06.06.2016, 17:02 Uhr

Ein Blick in die Vergangenheit

Kurator Bernhard Schlagl mit einer Schandmaske in der nachgestellten Amtsstube, in welcher Beschuldigte verhört wurden.

Vereint, getrennt und dennoch verbunden - unter diesem Motto steht die Ausstellung in der Burg Golling.

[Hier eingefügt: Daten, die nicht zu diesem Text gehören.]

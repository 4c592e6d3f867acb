//! A [`Library`] kept in a single JSON file.
//!
//! The file holds `{"albums": [...]}` with one [`AlbumRecord`] per album.  It is
//! read when opened and rewritten in full on every store.  Genre tags are
//! written into the album's audio files with `lofty`.

use std::fs;
use std::path::{Path, PathBuf};

use lofty::config::WriteOptions;
use lofty::file::{AudioFile, TaggedFileExt};
use lofty::prelude::Accessor;
use lofty::read_from_path;
use lofty::tag::Tag;
use serde::{Deserialize, Serialize};
use tracing::{debug, warn};

use crate::library::{AlbumQuery, AlbumRecord, Library, LibraryError};

#[derive(Debug, Default, Serialize, Deserialize)]
struct LibraryFile {
    #[serde(default)]
    albums: Vec<AlbumRecord>,
}

pub struct JsonLibrary {
    path: PathBuf,
    albums: Vec<AlbumRecord>,
}

impl JsonLibrary {
    /// Open the library at `path`.  A missing file is an empty library; it is
    /// created on the first store.
    pub fn open(path: &Path) -> Result<Self, LibraryError> {
        let albums = if path.exists() {
            let content = fs::read_to_string(path)?;
            let file: LibraryFile = serde_json::from_str(&content)?;
            file.albums
        } else {
            debug!("Library file {} does not exist, starting empty", path.display());
            Vec::new()
        };

        Ok(JsonLibrary {
            path: path.to_path_buf(),
            albums,
        })
    }

    pub fn path(&self) -> &Path {
        &self.path
    }

    pub fn get(&self, id: u64) -> Option<&AlbumRecord> {
        self.albums.iter().find(|a| a.id == id)
    }

    /// Add an album, replacing any album with the same id.  Not saved until
    /// [`save`](Self::save) or the next store.
    pub fn insert(&mut self, album: AlbumRecord) {
        match self.albums.iter_mut().find(|a| a.id == album.id) {
            Some(existing) => *existing = album,
            None => self.albums.push(album),
        }
    }

    pub fn save(&self) -> Result<(), LibraryError> {
        self.write_file(&self.albums)
    }

    fn write_file(&self, albums: &[AlbumRecord]) -> Result<(), LibraryError> {
        if let Some(parent) = self.path.parent() {
            if !parent.as_os_str().is_empty() {
                fs::create_dir_all(parent)?;
            }
        }

        let file = LibraryFile {
            albums: albums.to_vec(),
        };
        fs::write(&self.path, serde_json::to_string_pretty(&file)?)?;
        Ok(())
    }
}

impl Library for JsonLibrary {
    fn albums(&self, query: &[String]) -> Result<Vec<AlbumRecord>, LibraryError> {
        let query = AlbumQuery::parse(query);
        Ok(self
            .albums
            .iter()
            .filter(|a| query.matches(a))
            .cloned()
            .collect())
    }

    /// Store the album's genre fields.  The in-memory library only changes
    /// once the file has been written.
    fn persist(&mut self, album: &AlbumRecord) -> Result<(), LibraryError> {
        let mut albums = self.albums.clone();
        let stored = albums
            .iter_mut()
            .find(|a| a.id == album.id)
            .ok_or(LibraryError::UnknownAlbum(album.id))?;
        stored.genre = album.genre.clone();
        stored.genreupdated = album.genreupdated.clone();

        self.write_file(&albums)?;
        self.albums = albums;
        Ok(())
    }

    fn write_tags(&mut self, album: &AlbumRecord) -> Result<(), LibraryError> {
        let mut failed = 0;
        for item in &album.items {
            if let Err(e) = write_genre_tag(item, &album.genre) {
                warn!("Could not write tags to {}: {}", item.display(), e);
                failed += 1;
            }
        }

        if failed > 0 {
            return Err(LibraryError::TagWrite {
                failed,
                total: album.items.len(),
            });
        }
        Ok(())
    }
}

/// Set (or clear, when empty) the genre of one audio file.
pub fn write_genre_tag(path: &Path, genre: &str) -> Result<(), LibraryError> {
    let mut tagged_file =
        read_from_path(path).map_err(|e| LibraryError::Tag(format!("failed to read tags: {e}")))?;
    let tag_type = tagged_file.primary_tag_type();
    if tagged_file.tag(tag_type).is_none() {
        tagged_file.insert_tag(Tag::new(tag_type));
    }

    let tag = tagged_file
        .tag_mut(tag_type)
        .ok_or_else(|| LibraryError::Tag(format!("no writable tag available for {:?}", tag_type)))?;

    if genre.is_empty() {
        tag.remove_genre();
    } else {
        tag.set_genre(genre.to_string());
    }

    tagged_file
        .save_to_path(path, WriteOptions::default())
        .map_err(|e| LibraryError::Tag(format!("failed to write tags: {e}")))?;
    debug!("Wrote genre {:?} to {}", genre, path.display());
    Ok(())
}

Was haben Golling und das bayerische Tittmoning gemeinsam? Beide Orte zeigen in Kooperation von Interreg eine Ausstellung, die sich der Übergabe Salzburgs an Österreich im Jahr 1816 widmet. Ganz im Sinne einer Zeitreise entlang der Salzach erfahren die Besucher, wie das Leben zur damaligen Zeit aussah und welche Folgen der Zusammenschluss für den Ort Golling hatte. "Wir zeigen im Museum Burg Golling was die Orte Golling und Tittmoning verbindet und was sie trennt. Die Besucher lernen die Burg als Sitz der Gerichtsbarkeit kennen, erfahren etwas über die damalige Wilderei und vieles mehr", erzählt Kurator Bernhard Schlagl.

Das Jahr ohne Sommer
Die Ausstellung hebt Menschen der damaligen Zeit hervor und erzählt ihre Geschichten. So erfahren Besucher beispeilsweise woher die Pernerinsel in Hallein ihren Namen hat. Ein besonderes Schmankerl sind außerdem die vielen Originale wie Folterwerkzeuge oder Wildereiutensilien. Neben dem Anschluss Salzburgs an Österreich zeigt die Ausstellung Hintergründe zum Vulkanausbruch Tambora im Jahr 1815 und dessen verheerende Folgen für die Bevölkerung im Jahr 1816. Dieser Ausstellungsteil wurde im Zusammenarbeit mit der NMS Golling erarbeitet.

Noch bis zum 16. Oktober
Interessierte können sich die Ausstellung im Juni und Oktober jeweils von Donnerstag bis Sonntag, 10.00 bis 12.00 Uhr, und von Juli bis September jeweils Dienstag bis Sonntag von 10.00 bis 17.00 Uhr ansehen.